Extract the lines from the first line of the records below through the line containing "let created_at: String", inclusive, and reproduce them exactly as written.

### Data provided
"""

use chrono::{DateTime, Utc};
use sqlx::sqlite::SqliteRow;
use sqlx::{Row, SqliteConnection};
use tracing::{debug, warn};

use super::database::{from_json_column, parse_ts, to_json_column, to_ts, Database};
use super::models::{Classification, ConfirmedCounts, GenerationJob, StagedContent};
use crate::pipeline::state::{self, JobAction, JobStatus};
use crate::utils::{QuizError, QuizResult};

const JOB_COLUMNS: &str = "id, uid, file_name, original_file_path, content_type, extracted_text, \
     status, resume_status, suggestion, confirmed, staged_content, error, created_at, updated_at";

/// 随状态迁移一起写入的字段
#[derive(Debug, Clone, Default)]
pub struct JobPatch {
    pub extracted_text: Option<String>,
    pub suggestion: Option<Classification>,
    pub confirmed: Option<ConfirmedCounts>,
    pub staged_content: Option<StagedContent>,
    pub clear_staged: bool,
    pub error: Option<String>,
}

impl JobPatch {
    pub fn error(message: impl Into<String>) -> Self {
        Self {
            error: Some(message.into()),
            ..Self::default()
        }
    }
}

fn job_from_row(row: &SqliteRow) -> QuizResult<GenerationJob> {
    let status: String = row.try_get("status")?;
    let resume_status: String = row.try_get("resume_status")?;
    let created_at: String = row.try_get("created_at")?;
    let updated_at: String = row.try_get("updated_at")?;

    Ok(GenerationJob {
        id: row.try_get("id")?,
        uid: row.try_get("uid")?,
        file_name: row.try_get("file_name")?,
        original_file_path: row.try_get("original_file_path")?,
        content_type: row.try_get("content_type")?,
        extracted_text: row.try_get("extracted_text")?,
        status: status.parse()?,
        resume_status: resume_status.parse()?,
        suggestion: from_json_column(row.try_get("suggestion")?)?,
        confirmed: from_json_column(row.try_get("confirmed")?)?,
        staged_content: from_json_column(row.try_get("staged_content")?)?,
        error: row.try_get("error")?,
        created_at: parse_ts(&created_at)?,
        updated_at: parse_ts(&updated_at)?,
    })
}

impl Database {
    /// 按文件路径去重插入；重复投递的上传事件返回已有任务
    pub async fn insert_job_if_absent(&self, job: &GenerationJob) -> QuizResult<(GenerationJob, bool)> {
        let result = sqlx::query(
            r#"
            INSERT INTO generation_jobs (
                id, uid, file_name, original_file_path, content_type, extracted_text,
                status, resume_status, suggestion, confirmed, staged_content, error,
                created_at, updated_at
            ) VALUES (?, ?, ?, ?, ?, ?, ?, ?, ?, ?, ?, ?, ?, ?)
            ON CONFLICT(original_file_path) DO NOTHING
            "#,
        )
        .bind(&job.id)
        .bind(&job.uid)
        .bind(&job.file_name)
        .bind(&job.original_file_path)
        .bind(&job.content_type)
        .bind(&job.extracted_text)
        .bind(job.status.as_str())
        .bind(job.resume_status.as_str())
        .bind(to_json_column(job.suggestion.as_ref())?)
        .bind(to_json_column(job.confirmed.as_ref())?)
        .bind(to_json_column(job.staged_content.as_ref())?)
        .bind(&job.error)
        .bind(to_ts(job.created_at))
        .bind(to_ts(job.updated_at))
        .execute(&self.pool)
        .await?;

        if result.rows_affected() == 1 {
            return Ok((job.clone(), true));
        }

        let row = sqlx::query(&format!(
            "SELECT {} FROM generation_jobs WHERE original_file_path = ?",
            JOB_COLUMNS
        ))
        .bind(&job.original_file_path)
        .fetch_one(&self.pool)
        .await?;

        Ok((job_from_row(&row)?, false))
    }

    pub async fn get_job(&self, id: &str) -> QuizResult<GenerationJob> {
        let mut conn = self.pool.acquire().await?;
        fetch_job_on(&mut conn, id).await
    }

    /// 待处理队列：排除 complete，按创建时间倒序
    pub async fn list_pending_jobs(&self) -> QuizResult<Vec<GenerationJob>> {
        let rows = sqlx::query(&format!(
            "SELECT {} FROM generation_jobs WHERE status != ? ORDER BY created_at DESC",
            JOB_COLUMNS
        ))
        .bind(JobStatus::Complete.as_str())
        .fetch_all(&self.pool)
        .await?;

        rows.iter().map(job_from_row).collect()
    }

    /// 更新时间早于 cutoff 的进行中任务
    pub async fn stale_in_flight_jobs(&self, cutoff: DateTime<Utc>) -> QuizResult<Vec<GenerationJob>> {
        let rows = sqlx::query(&format!(
            "SELECT {} FROM generation_jobs WHERE status IN (?, ?) AND updated_at < ?",
            JOB_COLUMNS
        ))
        .bind(JobStatus::GeneratingMetrics.as_str())
        .bind(JobStatus::GeneratingContent.as_str())
        .bind(to_ts(cutoff))
        .fetch_all(&self.pool)
        .await?;

        rows.iter().map(job_from_row).collect()
    }

    pub async fn transition_job(
        &self,
        id: &str,
        from: JobStatus,
        action: JobAction,
        patch: JobPatch,
    ) -> QuizResult<GenerationJob> {
        let mut conn = self.pool.acquire().await?;
        transition_job_on(&mut conn, id, from, action, patch).await
    }
}

pub(crate) async fn fetch_job_on(conn: &mut SqliteConnection, id: &str) -> QuizResult<GenerationJob> {
    let row = sqlx::query(&format!("SELECT {} FROM generation_jobs WHERE id = ?", JOB_COLUMNS))
        .bind(id)
        .fetch_optional(&mut *conn)
        .await?
        .ok_or_else(|| QuizError::NotFound(format!("生成任务 {}", id)))?;

    job_from_row(&row)
}

/// 以 status 作为乐观锁执行一次状态迁移。
///
/// 任务当前状态与 `from` 不一致时返回 `FailedPrecondition`，不写入任何字段；
/// 读取之后状态被并发修改时 UPDATE 命中 0 行，同样拒绝。
pub(crate) async fn transition_job_on(
    conn: &mut SqliteConnection,
    id: &str,
    from: JobStatus,
    action: JobAction,
    patch: JobPatch,
) -> QuizResult<GenerationJob> {
    let mut job = fetch_job_on(conn, id).await?;
    if job.status != from {
        return Err(QuizError::FailedPrecondition(format!(
            "任务 {} 当前状态为 {}，{} 需要 {}",
            id, job.status, action, from
        )));
    }

    let next = state::transition(from, action, job.resume_status)?;

    if let Some(text) = patch.extracted_text {
        job.extracted_text = Some(text);
    }
    if let Some(suggestion) = patch.suggestion {
        job.suggestion = Some(suggestion);
    }
    if let Some(confirmed) = patch.confirmed {
        job.confirmed = Some(confirmed);
    }
    if let Some(staged) = patch.staged_content {
        job.staged_content = Some(staged);
    }
    if patch.clear_staged {
        job.staged_content = None;
    }

    if next == JobStatus::Error {
        job.error = Some(patch.error.unwrap_or_else(|| "未知错误".to_string()));
        job.resume_status = from.resume_point();
        // 生成阶段失败时丢弃部分草稿
        if from == JobStatus::GeneratingContent {
            job.staged_content = None;
        }
    } else {
        job.error = None;
        job.resume_status = next.resume_point();
    }
    job.status = next;
    job.updated_at = Utc::now();

    let result = sqlx::query(
        r#"
        UPDATE generation_jobs SET
            extracted_text = ?,
            status = ?,
            resume_status = ?,
            suggestion = ?,
            confirmed = ?,
            staged_content = ?,
            error = ?,
            updated_at = ?
        WHERE id = ? AND status = ?
        "#,
    )
    .bind(&job.extracted_text)
    .bind(job.status.as_str())
    .bind(job.resume_status.as_str())
    .bind(to_json_column(job.suggestion.as_ref())?)
    .bind(to_json_column(job.confirmed.as_ref())?)
    .bind(to_json_column(job.staged_content.as_ref())?)
    .bind(&job.error)
    .bind(to_ts(job.updated_at))
    .bind(id)
    .bind(from.as_str())
    .execute(&mut *conn)
    .await?;

    if result.rows_affected() == 0 {
        warn!("任务 {} 状态已被并发修改，放弃 {}", id, action);
        return Err(QuizError::FailedPrecondition(format!("任务 {} 状态已被并发修改", id)));
    }

    debug!("任务 {}: {} -[{}]-> {}", id, from, action, next);
    Ok(job)
}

"""

### Expected answer
use chrono::{DateTime, Utc};
use sqlx::sqlite::SqliteRow;
use sqlx::{Row, SqliteConnection};
use tracing::{debug, warn};

use super::database::{from_json_column, parse_ts, to_json_column, to_ts, Database};
use super::models::{Classification, ConfirmedCounts, GenerationJob, StagedContent};
use crate::pipeline::state::{self, JobAction, JobStatus};
use crate::utils::{QuizError, QuizResult};

const JOB_COLUMNS: &str = "id, uid, file_name, original_file_path, content_type, extracted_text, \
     status, resume_status, suggestion, confirmed, staged_content, error, created_at, updated_at";

/// 随状态迁移一起写入的字段
#[derive(Debug, Clone, Default)]
pub struct JobPatch {
    pub extracted_text: Option<String>,
    pub suggestion: Option<Classification>,
    pub confirmed: Option<ConfirmedCounts>,
    pub staged_content: Option<StagedContent>,
    pub clear_staged: bool,
    pub error: Option<String>,
}

impl JobPatch {
    pub fn error(message: impl Into<String>) -> Self {
        Self {
            error: Some(message.into()),
            ..Self::default()
        }
    }
}

fn job_from_row(row: &SqliteRow) -> QuizResult<GenerationJob> {
    let status: String = row.try_get("status")?;
    let resume_status: String = row.try_get("resume_status")?;
    let created_at: String = row.try_get("created_at")?;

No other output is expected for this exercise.